**ASSIGNMENT**.
Select and copy out every line in the records containing "sender".

═════ DATA TO USE

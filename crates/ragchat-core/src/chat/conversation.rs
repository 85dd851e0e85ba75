//! In-memory conversation transcript.
//!
//! `ConversationState` is a plain value: mutators change the sequence and
//! hand back the new state, nothing more. Writing it to the durable store
//! is a separate, explicit step (see `TranscriptStore`).

use ragchat_types::error::RepositoryError;
use ragchat_types::message::Message;
use tracing::warn;

/// Ordered, append-only list of transcript messages.
#[derive(Debug, Clone, Default, PartialEq, Eq)]
pub struct ConversationState {
    messages: Vec<Message>,
}

impl ConversationState {
    pub fn new() -> Self {
        Self::default()
    }

    pub fn from_messages(messages: Vec<Message>) -> Self {
        Self { messages }
    }

    /// Rebuild a transcript from its persisted JSON form.
    ///
    /// Missing, blank, or malformed data yields an empty transcript; this
    /// never fails.
    pub fn restore(raw: Option<&str>) -> Self {
        let Some(raw) = raw.map(str::trim).filter(|r| !r.is_empty()) else {
            return Self::default();
        };

        match serde_json::from_str::<Vec<Message>>(raw) {
            Ok(messages) => Self { messages },
            Err(e) => {
                warn!(error = %e, "Discarding malformed stored transcript");
                Self::default()
            }
        }
    }

    /// Serialize to the persisted JSON form.
    pub fn to_json(&self) -> Result<String, RepositoryError> {
        serde_json::to_string(&self.messages).map_err(|e| {
            RepositoryError::Serialization(format!("failed to serialize transcript: {e}"))
        })
    }

    /// Add a message at the end and return the updated transcript.
    pub fn append(&mut self, message: Message) -> &[Message] {
        self.messages.push(message);
        &self.messages
    }

    /// Drop every message and return the (empty) transcript.
    pub fn clear(&mut self) -> &[Message] {
        self.messages.clear();
        &self.messages
    }

    pub fn messages(&self) -> &[Message] {
        &self.messages
    }

    pub fn last(&self) -> Option<&Message> {
        self.messages.last()
    }

    pub fn len(&self) -> usize {
        self.messages.len()
    }

    pub fn is_empty(&self) -> bool {
        self.messages.is_empty()
    }
}

#[cfg(test)]
mod tests {
    use super::*;

    #[test]
    fn test_append_preserves_order() {
        let mut state = ConversationState::new();
        state.append(Message::user("hello"));
        let after = state.append(Message::bot("hi there"));

        assert_eq!(after, &[Message::user("hello"), Message::bot("hi there")]);
        assert_eq!(state.last(), Some(&Message::bot("hi there")));
        assert_eq!(state.len(), 2);
    }

    #[test]
    fn test_clear_empties() {
        let mut state =
            ConversationState::from_messages(vec![Message::user("a"), Message::bot("b")]);
        assert!(state.clear().is_empty());
        assert!(state.is_empty());
        assert!(state.last().is_none());
    }

    #[test]
    fn test_persist_then_restore_is_identical() {
        let state = ConversationState::from_messages(vec![
            Message::user("What are the library hours?"),
            Message::bot("The library is open **8am-10pm**.\n\n- Source: https://lib.example.edu"),
            Message::user("and on weekends?"),
            Message::bot("Error getting response."),
        ]);

        let json = state.to_json().unwrap();
        let restored = ConversationState::restore(Some(&json));
        assert_eq!(restored, state);
    }

    #[test]
    fn test_restore_missing_or_blank_is_empty() {
        assert!(ConversationState::restore(None).is_empty());
        assert!(ConversationState::restore(Some("")).is_empty());
        assert!(ConversationState::restore(Some("  \n")).is_empty());
    }

    #[test]
    fn test_restore_malformed_is_empty() {
        assert!(ConversationState::restore(Some("{not json")).is_empty());
        assert!(ConversationState::restore(Some("null")).is_empty());
        assert!(ConversationState::restore(Some(r#"{"sender":"user"}"#)).is_empty());
        assert!(ConversationState::restore(Some(r#"[{"sender":"robot","text":"x"}]"#)).is_empty());
    }

    #[test]
    fn test_restore_empty_array() {
        assert!(ConversationState::restore(Some("[]")).is_empty());
    }
}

══════════

**SOLUTION FOR THIS TASK**.
        assert!(ConversationState::restore(Some(r#"{"sender":"user"}"#)).is_empty());
        assert!(ConversationState::restore(Some(r#"[{"sender":"robot","text":"x"}]"#)).is_empty());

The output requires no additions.